FGFR1 gene analysis by FISH
FISH was performed on two cases which were positive for FGFR1 protein expression by immunohistochemistry but negative for FGFR1 gene amplification by SISH. One specimen had an average of 7 FGFR1 signals and 4 CEN8 signals per nucleus with a normal FGFR1/CEN8 ratio of 1.6. This specimen met our criteria for FGFR1 amplification due to polysomy. The other case was not amplified with a mean FGFR1 signal per nucleus of 2.1 and a FGFR1/CEN8 ratio of 1.1. Neither of those two cases had evidence of FGFR1 gene fusions based on the FISH assay.

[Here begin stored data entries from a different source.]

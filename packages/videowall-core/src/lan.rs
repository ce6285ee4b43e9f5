//! LAN beacon service: UDP broadcast/receive of phase beacons, master/
//! follower role election.
//!
//! Grounded directly in the original `LanSyncService`: same socket option
//! choices (`SO_BROADCAST` for the master, `SO_REUSEADDR` + 500ms receive
//! timeout for the follower), same wire format, same extrapolation math.
//! The Python thread-per-role + `threading.Event` stop signal becomes a
//! `tokio::task` per role plus an explicit `CancellationToken`.

use std::net::{SocketAddr, UdpSocket as StdUdpSocket};
use std::sync::Arc;
use std::time::Duration;

use async_trait::async_trait;
use parking_lot::Mutex;
use serde::{Deserialize, Serialize};
use socket2::{Domain, Protocol, Socket, Type};
use tokio_util::sync::CancellationToken;

use crate::utils::now_millis;

/// Wire-format beacon payload, compact JSON (no whitespace), UDP datagram
/// guaranteed under 4096 bytes.
#[derive(Debug, Clone, PartialEq, Serialize, Deserialize)]
pub struct LanBeacon {
    pub v: u8,
    pub session_id: String,
    pub master_device_id: String,
    pub seq: u64,
    pub sent_at_ms: i64,
    pub phase_ms: f64,
    pub duration_ms: i64,
    pub playback_speed: f64,
}

/// Current role of the service.
#[derive(Debug, Clone, Copy, PartialEq, Eq, Serialize, Deserialize)]
#[serde(rename_all = "lowercase")]
pub enum LanRole {
    Idle,
    Master,
    Follower,
}

impl std::fmt::Display for LanRole {
    fn fmt(&self, f: &mut std::fmt::Formatter<'_>) -> std::fmt::Result {
        let s = match self {
            Self::Idle => "idle",
            Self::Master => "master",
            Self::Follower => "follower",
        };
        f.write_str(s)
    }
}

struct FollowerState {
    session_id: String,
    master_device_id: String,
    duration_ms: i64,
    last_beacon: Option<LanBeacon>,
    last_receive_at_ms: Option<i64>,
}

struct Shared {
    role: LanRole,
    timeout_ms: u64,
    follower: Option<FollowerState>,
}

/// Source of the live phase and playback speed the master beacons out.
/// Implemented by the supervisor; kept as a trait so the service has no
/// dependency on the backend or state-machine types.
#[async_trait]
pub trait PhaseSource: Send + Sync {
    async fn phase_ms(&self) -> Option<f64>;
    async fn playback_speed(&self) -> f64;
}

/// A single LAN beacon service instance: idle, master, or follower at any
/// given time. Switching roles tears down the previous socket and task.
pub struct LanBeaconService {
    shared: Arc<Mutex<Shared>>,
    cancel: Mutex<Option<CancellationToken>>,
}

impl Default for LanBeaconService {
    fn default() -> Self {
        Self::new()
    }
}

impl LanBeaconService {
    #[must_use]
    pub fn new() -> Self {
        Self {
            shared: Arc::new(Mutex::new(Shared {
                role: LanRole::Idle,
                timeout_ms: 1500,
                follower: None,
            })),
            cancel: Mutex::new(None),
        }
    }

    #[must_use]
    pub fn role(&self) -> LanRole {
        self.shared.lock().role
    }

    /// Tears down any active sender/receiver task and socket, returning to
    /// idle. Cancellation is cooperative — the receive loop polls the token
    /// at most every 500ms (its socket read timeout).
    pub fn stop(&self) {
        if let Some(token) = self.cancel.lock().take() {
            token.cancel();
        }
        let mut shared = self.shared.lock();
        shared.role = LanRole::Idle;
        shared.follower = None;
    }

    /// Starts broadcasting this device's phase as master. Returns `false`
    /// if the broadcast socket could not be opened.
    pub fn start_master(
        &self,
        session_id: String,
        master_device_id: String,
        duration_ms: i64,
        beacon_hz: f64,
        broadcast_addr: String,
        beacon_port: u16,
        source: Arc<dyn PhaseSource>,
    ) -> bool {
        self.stop();

        let socket = match make_broadcast_socket() {
            Ok(s) => s,
            Err(err) => {
                log::warn!("failed to initialize LAN master socket: {err}");
                return false;
            }
        };

        let token = CancellationToken::new();
        *self.cancel.lock() = Some(token.clone());
        {
            let mut shared = self.shared.lock();
            shared.role = LanRole::Master;
            shared.follower = None;
        }

        let interval = Duration::from_secs_f64(1.0 / beacon_hz.max(1.0));
        let duration_ms = duration_ms.max(1);
        let target: SocketAddr = match format!("{broadcast_addr}:{beacon_port}").parse() {
            Ok(addr) => addr,
            Err(err) => {
                log::warn!("invalid LAN broadcast address: {err}");
                return false;
            }
        };

        tokio::spawn(async move {
            let mut seq: u64 = 0;
            loop {
                if token.is_cancelled() {
                    break;
                }
                if let Some(phase) = source.phase_ms().await {
                    let payload = LanBeacon {
                        v: 1,
                        session_id: session_id.clone(),
                        master_device_id: master_device_id.clone(),
                        seq,
                        sent_at_ms: now_millis(),
                        phase_ms: phase.rem_euclid(duration_ms as f64),
                        duration_ms,
                        playback_speed: source.playback_speed().await,
                    };
                    seq += 1;
                    if let Ok(raw) = serde_json::to_vec(&payload) {
                        if let Err(err) = socket.send_to(&raw, target) {
                            log::debug!("LAN beacon send dropped: {err}");
                        }
                    }
                }
                tokio::select! {
                    _ = tokio::time::sleep(interval) => {},
                    _ = token.cancelled() => break,
                }
            }
        });

        true
    }

    /// Starts listening for beacons as follower. Returns `false` if the
    /// receive socket could not be bound.
    pub fn start_follower(
        &self,
        session_id: String,
        master_device_id: String,
        duration_ms: i64,
        bind_host: String,
        beacon_port: u16,
        timeout_ms: u64,
    ) -> bool {
        self.stop();

        let socket = match make_follower_socket(&bind_host, beacon_port) {
            Ok(s) => s,
            Err(err) => {
                log::warn!("failed to initialize LAN follower socket: {err}");
                return false;
            }
        };

        let token = CancellationToken::new();
        *self.cancel.lock() = Some(token.clone());
        {
            let mut shared = self.shared.lock();
            shared.role = LanRole::Follower;
            shared.timeout_ms = timeout_ms;
            shared.follower = Some(FollowerState {
                session_id: session_id.clone(),
                master_device_id: master_device_id.clone(),
                duration_ms: duration_ms.max(1),
                last_beacon: None,
                last_receive_at_ms: None,
            });
        }

        let shared = self.shared.clone();
        tokio::task::spawn_blocking(move || follower_recv_loop(socket, shared, token, session_id, master_device_id));

        true
    }

    /// Returns the extrapolated follower target phase, or `None` if this
    /// device isn't a follower, has never received a beacon, or the beacon
    /// is older than the configured timeout.
    #[must_use]
    pub fn follower_target_phase_ms(&self, now_ms: i64) -> Option<f64> {
        let shared = self.shared.lock();
        if shared.role != LanRole::Follower {
            return None;
        }
        let follower = shared.follower.as_ref()?;
        let beacon = follower.last_beacon.as_ref()?;
        let last_receive = follower.last_receive_at_ms?;
        if now_ms - last_receive > shared.timeout_ms as i64 {
            return None;
        }
        let duration_ms = if beacon.duration_ms > 0 {
            beacon.duration_ms
        } else {
            follower.duration_ms
        };
        if duration_ms <= 0 {
            return None;
        }
        let elapsed_ms = (now_ms - beacon.sent_at_ms).max(0) as f64;
        Some((beacon.phase_ms + elapsed_ms * beacon.playback_speed).rem_euclid(duration_ms as f64))
    }

    /// Returns how stale the last-received beacon is, or `None` if not
    /// currently a follower or nothing has been received yet.
    #[must_use]
    pub fn follower_beacon_age_ms(&self, now_ms: i64) -> Option<i64> {
        let shared = self.shared.lock();
        if shared.role != LanRole::Follower {
            return None;
        }
        let last_receive = shared.follower.as_ref()?.last_receive_at_ms?;
        Some((now_ms - last_receive).max(0))
    }
}

fn make_broadcast_socket() -> std::io::Result<StdUdpSocket> {
    let socket = Socket::new(Domain::IPV4, Type::DGRAM, Some(Protocol::UDP))?;
    socket.set_broadcast(true)?;
    socket.set_nonblocking(true)?;
    let std_socket: StdUdpSocket = socket.into();
    Ok(std_socket)
}

fn make_follower_socket(bind_host: &str, beacon_port: u16) -> std::io::Result<StdUdpSocket> {
    let socket = Socket::new(Domain::IPV4, Type::DGRAM, Some(Protocol::UDP))?;
    socket.set_reuse_address(true)?;
    let addr: SocketAddr = format!("{bind_host}:{beacon_port}")
        .parse()
        .map_err(|_| std::io::Error::new(std::io::ErrorKind::InvalidInput, "invalid bind address"))?;
    socket.bind(&addr.into())?;
    socket.set_read_timeout(Some(Duration::from_millis(500)))?;
    Ok(socket.into())
}

fn follower_recv_loop(
    socket: StdUdpSocket,
    shared: Arc<Mutex<Shared>>,
    token: CancellationToken,
    session_id: String,
    master_device_id: String,
) {
    let mut buf = [0u8; 4096];
    while !token.is_cancelled() {
        match socket.recv_from(&mut buf) {
            Ok((len, _addr)) => {
                let Ok(beacon) = serde_json::from_slice::<LanBeacon>(&buf[..len]) else {
                    continue;
                };
                if beacon.session_id != session_id || beacon.master_device_id != master_device_id {
                    continue;
                }
                let received_at_ms = now_millis();
                let mut shared = shared.lock();
                if let Some(follower) = shared.follower.as_mut() {
                    follower.last_beacon = Some(beacon);
                    follower.last_receive_at_ms = Some(received_at_ms);
                }
            }
            Err(err)
                if err.kind() == std::io::ErrorKind::WouldBlock
                    || err.kind() == std::io::ErrorKind::TimedOut =>
            {
                continue;
            }
            Err(_) => {
                if token.is_cancelled() {
                    break;
                }
                continue;
            }
        }
    }
}

#[cfg(test)]
mod tests {
    use super::*;

    #[test]
    fn new_service_starts_idle() {
        let svc = LanBeaconService::new();
        assert_eq!(svc.role(), LanRole::Idle);
        assert_eq!(svc.follower_target_phase_ms(0), None);
        assert_eq!(svc.follower_beacon_age_ms(0), None);
    }

    #[test]
    fn stop_on_idle_service_is_a_noop() {
        let svc = LanBeaconService::new();
        svc.stop();
        assert_eq!(svc.role(), LanRole::Idle);
    }

    #[test]
    fn follower_target_phase_extrapolates() {
        let svc = LanBeaconService::new();
        {
            let mut shared = svc.shared.lock();
            shared.role = LanRole::Follower;
            shared.timeout_ms = 1500;
            shared.follower = Some(FollowerState {
                session_id: "s1".into(),
                master_device_id: "m1".into(),
                duration_ms: 10_000,
                last_beacon: Some(LanBeacon {
                    v: 1,
                    session_id: "s1".into(),
                    master_device_id: "m1".into(),
                    seq: 0,
                    sent_at_ms: 1_000,
                    phase_ms: 500.0,
                    duration_ms: 10_000,
                    playback_speed: 1.0,
                }),
                last_receive_at_ms: Some(1_000),
            });
        }
        let target = svc.follower_target_phase_ms(1_100).unwrap();
        assert!((target - 600.0).abs() < 1e-9);
    }

    #[test]
    fn follower_target_phase_none_when_stale() {
        let svc = LanBeaconService::new();
        {
            let mut shared = svc.shared.lock();
            shared.role = LanRole::Follower;
            shared.timeout_ms = 500;
            shared.follower = Some(FollowerState {
                session_id: "s1".into(),
                master_device_id: "m1".into(),
                duration_ms: 10_000,
                last_beacon: Some(LanBeacon {
                    v: 1,
                    session_id: "s1".into(),
                    master_device_id: "m1".into(),
                    seq: 0,
                    sent_at_ms: 0,
                    phase_ms: 0.0,
                    duration_ms: 10_000,
                    playback_speed: 1.0,
                }),
                last_receive_at_ms: Some(0),
            });
        }
        assert_eq!(svc.follower_target_phase_ms(10_000), None);
    }

    #[test]
    fn follower_target_phase_none_when_not_follower() {
        let svc = LanBeaconService::new();
        assert_eq!(svc.follower_target_phase_ms(1_000), None);
    }
}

Correlation between protein expression, mRNA expression, and gene amplification in the FGF ligand/receptor pathway
We used correlation analysis to compare protein expression (FGFR1, FGF2, and FGF9), mRNA expression (FGFR1, FGF2, and FGF9), and gene copy number (FGFR1) data from the SCLC patients (Table 1). Analysis of 75 specimens with complete data for FGFR1 protein, mRNA and gene amplification demonstrated significant correlations between FGFR1 protein and FGFR1 mRNA levels (p<0.0001), as well as between FGFR1 protein and FGFR1 gene amplification (p=0.03). Four of the 6 cases with FGFR1 amplification (66.7%) were also positive for FGFR1 protein expression. FGFR1 mRNA expression levels also correlated with FGF2 (p=0.01) and FGF9 (p=0.001) protein levels (Table 1). Overall, 17 of 75 of cases (22.7%) were positive for FGFR1 protein expression and/or mRNA expression and/or amplification (Table 2).
Table 2.
Gender | Age | Amplification Status by SISH | mRNA ISH score | H-score | Protein Expression | |
---|---|---|---|---|---|---|
1 | F | 43 | Amplified | 4 | 80 | Positive |
2 | F | 51 | Amplified | 4 | 285 | Positive |
3 | M | 62 | Amplified | 4 | 252 | Positive |
4 | F | 66 | Amplified | 4 | 60 | Positive |
5 | M | 64 | Not amplified* | 4 | 56 | Positive |
6 | M | 56 | Not amplified | 4 | 40 | Positive |
7 | M | 74 | Amplified | 0.5 | 0 | Negative |
8 | M | 59 | Amplified | No score | 0 | Negative |
9 | M | 55 | Not amplified | 3 | 0 | Negative |
10 | M | 70 | Not amplified | 4 | 0 | Negative |
11 | F | 65 | Not amplified | 3 | 0 | Negative |
12 | M | 54 | Not amplified | 3 | 0 | Negative |
13 | M | 51 | Not amplified | 3 | 0 | Negative |
14 | F | 69 | Not amplified | 3 | 0 | Negative |
15 | M | 67 | Not amplified | 3 | 0 | Negative |
16 | M | 56 | Not amplified | 3 | 0 | Negative |
17 | F | 69 | Not amplified | 3.5 | 5 | Negative |
NOTE: The positive cases were defined as cases with gene amplification and/or mRNA positivity and/or protein expression positivity. GCN: gene copy number.
Case 5 was negative for FGFR1 gene amplification by SISH but positive by FISH due to polysomy. Tissue was not available from case 8 for testing by mRNA ISH.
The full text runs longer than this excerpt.